Mentioning gardeners, though, brings me to my next point: cultivation. According to my sources, growing bloodroot from seed is rather easy, and the seeds are large enough that they may be harvested to be re-sown by merely human hands. It is a perennial, too, so it will keep on coming back year after year, and its rhizomes allow it to spread itself within a garden bed, so that one seed may have great dividends. I have not attempted to grow bloodroot myself, so I cannot comment with any particular authority on the veracity of these claims, but the always-helpful
Plants For A Future's writeup on S. canadensis includes extensive & helpful details on how to grow bloodroot from seed, and its cultivation within a garden environment.
Taxonomy: As mentioned above, S. canadensis is the only species placed in Sanguinaria. It is, however, closely related to the east Asian species
Eomecon chionantha, the "snow poppy" or "Chinese bloodroot". These two are, in turn, members of the Papaveraceæ, the poppy family, whose most famous member, Papaver somniferum, is the source of the dreams of the Victorian degenerate & the wealth of the Afghan tribesman.

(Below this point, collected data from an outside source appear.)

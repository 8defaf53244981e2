use std::collections::BTreeMap;
use std::sync::atomic::{AtomicI32, Ordering};

use chrono::{DateTime, NaiveDate, Utc};
use serde::de::DeserializeOwned;
use serde::Serialize;
use serde_json::json;

use crate::api::{
    Book, BookId, BookPatch, Category, CategoryId, CategoryPatch, Customer, CustomerId,
    CustomerPatch, Employee, EmployeeId, NewBook, NewCategory, NewCustomer, NewRental, NewSale,
    RecentTransaction, Rental, RentalId, RentalStatus, Sale, SaleId, SalesSummary,
    TransactionType,
};
use crate::bookstore_repository::{
    blank_as_none, checked_rental_cost, checked_return_date, checked_sale_total, validate_book_patch,
    validate_category_name, validate_customer_name, validate_new_book, validate_new_rental,
    validate_new_sale, BookstoreRepository, BookstoreRepositoryError, DEFAULT_EMPLOYEES,
};

#[derive(Debug, Clone)]
struct SaleRecord {
    customer_id: CustomerId,
    employee_id: EmployeeId,
    book_id: BookId,
    quantity: i32,
    unit_price: f64,
    total_price: f64,
    sale_date: DateTime<Utc>,
}

#[derive(Debug, Clone)]
struct RentalRecord {
    customer_id: CustomerId,
    employee_id: EmployeeId,
    book_id: BookId,
    days: i32,
    quantity: i32,
    total_cost: f64,
    rental_date: DateTime<Utc>,
    expected_return_date: DateTime<Utc>,
    return_date: Option<DateTime<Utc>>,
    status: RentalStatus,
}

#[derive(Default)]
struct Tables {
    categories: BTreeMap<CategoryId, NewCategory>,
    books: BTreeMap<BookId, NewBook>,
    customers: BTreeMap<CustomerId, NewCustomer>,
    employees: BTreeMap<EmployeeId, String>,
    sales: BTreeMap<SaleId, SaleRecord>,
    rentals: BTreeMap<RentalId, RentalRecord>,
}

impl Tables {
    fn category_name(&self, category_id: CategoryId) -> Result<&str, BookstoreRepositoryError> {
        self.categories
            .get(&category_id)
            .map(|category| category.category_name.as_str())
            .ok_or(BookstoreRepositoryError::CategoryNotFound(category_id))
    }

    fn customer_name(&self, customer_id: CustomerId) -> Result<&str, BookstoreRepositoryError> {
        self.customers
            .get(&customer_id)
            .map(|customer| customer.name.as_str())
            .ok_or(BookstoreRepositoryError::CustomerNotFound(customer_id))
    }

    fn employee_name(&self, employee_id: EmployeeId) -> Result<&str, BookstoreRepositoryError> {
        self.employees
            .get(&employee_id)
            .map(String::as_str)
            .ok_or(BookstoreRepositoryError::EmployeeNotFound(employee_id))
    }

    fn book_title(&self, book_id: BookId) -> Result<&str, BookstoreRepositoryError> {
        self.books
            .get(&book_id)
            .map(|book| book.title.as_str())
            .ok_or(BookstoreRepositoryError::BookNotFound(book_id))
    }

    fn book_view(&self, book_id: BookId, book: &NewBook) -> Result<Book, BookstoreRepositoryError> {
        Ok(Book {
            book_id,
            title: book.title.clone(),
            sub_title: book.sub_title.clone(),
            author: book.author.clone(),
            category_id: book.category_id,
            category_name: self.category_name(book.category_id)?.to_string(),
            price: book.price,
            rental_price_per_day: book.rental_price_per_day,
            quantity_in_stock: book.quantity_in_stock,
        })
    }

    fn sale_view(&self, sale_id: SaleId, sale: &SaleRecord) -> Result<Sale, BookstoreRepositoryError> {
        Ok(Sale {
            sale_id,
            customer_id: sale.customer_id,
            customer_name: self.customer_name(sale.customer_id)?.to_string(),
            employee_id: sale.employee_id,
            employee_name: self.employee_name(sale.employee_id)?.to_string(),
            book_id: sale.book_id,
            book_title: self.book_title(sale.book_id)?.to_string(),
            quantity: sale.quantity,
            unit_price: sale.unit_price,
            total_price: sale.total_price,
            sale_date: sale.sale_date,
        })
    }

    fn rental_view(
        &self,
        rental_id: RentalId,
        rental: &RentalRecord,
    ) -> Result<Rental, BookstoreRepositoryError> {
        Ok(Rental {
            rental_id,
            customer_id: rental.customer_id,
            customer_name: self.customer_name(rental.customer_id)?.to_string(),
            employee_id: rental.employee_id,
            employee_name: self.employee_name(rental.employee_id)?.to_string(),
            book_id: rental.book_id,
            book_title: self.book_title(rental.book_id)?.to_string(),
            days: rental.days,
            quantity: rental.quantity,
            total_cost: rental.total_cost,
            rental_date: rental.rental_date,
            expected_return_date: rental.expected_return_date,
            return_date: rental.return_date,
            status: rental.status,
        })
    }

    fn is_book_referenced(&self, book_id: BookId) -> bool {
        self.sales.values().any(|sale| sale.book_id == book_id)
            || self.rentals.values().any(|rental| rental.book_id == book_id)
    }

    fn is_customer_referenced(&self, customer_id: CustomerId) -> bool {
        self.sales.values().any(|sale| sale.customer_id == customer_id)
            || self
                .rentals
                .values()
                .any(|rental| rental.customer_id == customer_id)
    }

    fn book(&self, book_id: BookId) -> Result<&NewBook, BookstoreRepositoryError> {
        self.books
            .get(&book_id)
            .ok_or(BookstoreRepositoryError::BookNotFound(book_id))
    }

    /// Takes `quantity` copies of the book out of stock, nothing changes on error
    fn take_from_stock(
        &mut self,
        book_id: BookId,
        quantity: i32,
    ) -> Result<(), BookstoreRepositoryError> {
        let book = self
            .books
            .get_mut(&book_id)
            .ok_or(BookstoreRepositoryError::BookNotFound(book_id))?;
        if book.quantity_in_stock < quantity {
            return Err(BookstoreRepositoryError::InsufficientStock {
                book_id,
                requested: quantity,
                available: book.quantity_in_stock,
            });
        }
        book.quantity_in_stock -= quantity;
        Ok(())
    }
}

/// Applies a JSON merge patch of `patch` on top of `record`
fn merge_patch<T: Serialize + DeserializeOwned, P: Serialize>(
    record: &T,
    patch: &P,
) -> Result<T, BookstoreRepositoryError> {
    let mut merged = json!(record);
    json_patch::merge(&mut merged, &json!(patch));
    Ok(serde_json::from_value(merged)?)
}

fn without_blank_contacts(customer: NewCustomer) -> NewCustomer {
    NewCustomer {
        phone: blank_as_none(customer.phone),
        email: blank_as_none(customer.email),
        address: blank_as_none(customer.address),
        ..customer
    }
}

pub struct InMemoryBookstoreRepository {
    sequence_generator: AtomicI32,
    tables: parking_lot::RwLock<Tables>,
}

impl Default for InMemoryBookstoreRepository {
    fn default() -> Self {
        Self {
            sequence_generator: AtomicI32::new(1),
            tables: Default::default(),
        }
    }
}

impl InMemoryBookstoreRepository {
    fn next_id(&self) -> i32 {
        self.sequence_generator.fetch_add(1, Ordering::Relaxed)
    }
}
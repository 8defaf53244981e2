use anyhow::Context;
use serde::Deserialize;

const CONFIG_FILE: &str = "bookstore_server";
const ENV_PREFIX: &str = "BOOKSTORE";

#[derive(Debug, Clone, Deserialize, PartialEq, Eq)]
pub struct DatabaseSettings {
    pub hostname: String,
    pub username: String,
    pub password: String,
}

impl Default for DatabaseSettings {
    fn default() -> Self {
        Self {
            hostname: "127.0.0.1".to_string(),
            username: "postgres".to_string(),
            password: "postgres".to_string(),
        }
    }
}

/// Server settings, read from an optional `bookstore_server.toml` and `BOOKSTORE__*` variables
#[derive(Debug, Clone, Deserialize, PartialEq, Eq)]
#[serde(default)]
pub struct ServerSettings {
    pub host: String,
    pub port: u16,
    pub use_in_memory_db: bool,
    pub database: DatabaseSettings,
}

impl Default for ServerSettings {
    fn default() -> Self {
        Self {
            host: "0.0.0.0".to_string(),
            port: 8080,
            use_in_memory_db: false,
            database: DatabaseSettings::default(),
        }
    }
}

impl ServerSettings {
    pub fn load() -> anyhow::Result<Self> {
        config::Config::builder()
            .add_source(config::File::with_name(CONFIG_FILE).required(false))
            .add_source(
                config::Environment::with_prefix(ENV_PREFIX)
                    .prefix_separator("__")
                    .separator("__")
                    .try_parsing(true),
            )
            .build()
            .context("Failed to build configuration")?
            .try_deserialize()
            .context("Failed to deserialize configuration")
    }
}
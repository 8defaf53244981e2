use futures_util::future::join;

use bookstore_repository::api::{Book, Category};

use crate::backend::BookstoreBackend;
use crate::forms::{BookForm, SubmitError};
use crate::screens::resource::{ResourceKind, ResourceScreen};
use crate::ConsoleContext;

pub struct BookResource;

#[async_trait::async_trait]
impl ResourceKind for BookResource {
    type Record = Book;
    type Form = BookForm;

    const NOUN: &'static str = "book";

    fn id(record: &Book) -> i32 {
        record.book_id
    }

    fn label(record: &Book) -> &str {
        &record.title
    }

    fn form_for(record: &Book) -> BookForm {
        BookForm::from_book(record)
    }

    async fn fetch(backend: &dyn BookstoreBackend) -> anyhow::Result<Vec<Book>> {
        backend.list_books().await
    }

    async fn create(backend: &dyn BookstoreBackend, form: &BookForm) -> Result<(), SubmitError> {
        let book = form.to_new_book()?;
        Ok(backend.add_book(book).await?)
    }

    async fn update(
        backend: &dyn BookstoreBackend,
        id: i32,
        form: &BookForm,
    ) -> Result<(), SubmitError> {
        let patch = form.to_patch()?;
        Ok(backend.update_book(id, patch).await?)
    }

    async fn delete(backend: &dyn BookstoreBackend, id: i32) -> anyhow::Result<()> {
        backend.delete_book(id).await
    }
}

/// Book list plus the categories offered by the book form
#[derive(Default)]
pub struct BooksScreen {
    pub books: ResourceScreen<BookResource>,
    categories: Vec<Category>,
}

impl BooksScreen {
    /// Loads books and categories side by side, each keeps its previous value if its own request fails
    pub async fn load(&mut self, ctx: &ConsoleContext) {
        let (_, categories) = join(self.books.load(ctx), ctx.backend.list_categories()).await;
        match categories {
            Ok(categories) => self.categories = categories,
            Err(err) => tracing::error!("Error loading categories: {:#}", err),
        }
    }

    pub fn categories(&self) -> &[Category] {
        &self.categories
    }
}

The source of the dreams of Victorian degenerates since 1986,
--mark
1 Photograph & webpage courtesy of the Biology and Liberal Studies departments of the
University of Southern Indiana and
Rick Mark of storied New Harmony, Indiana.
2 Image courtesy of Wikipedia.
3 Image courtesy of the
Connecticut Botanical Society. More pictures & information can be found
here4 Lobaria lichens, that is, not the herb of the same name.
5 Including a 1982 survey article in Nature that I'd really like to get my grubby little hands on. Sadly, UMaine doesn't appear to have a subscription to the online version of that magazine.
6 Heithaus, E. R., Liu, S. Y., & Heithaus, P. A. (2005). Satiation in collection of myrmecochorous diaspores by colonies of Aphaenogaster rudis (Formicidae: Myrmicinae) in Central Ohio, USA. Journal of insect behavior, 18(6), 827-846. Retrieved from EBSCOhost.
7 This particular claim courtesy of the
North Woods Wiki from
Skidmore College, where it is unsourced. I have not found, in part because I have not bothered to look for, any definite proof that ant rubbish heaps are uniformly good seed beds.
8 See, for instance,
Wildflowers of the Southeastern U.S.9 Read the comment
here by 'Ficurinia from Portland, OR'.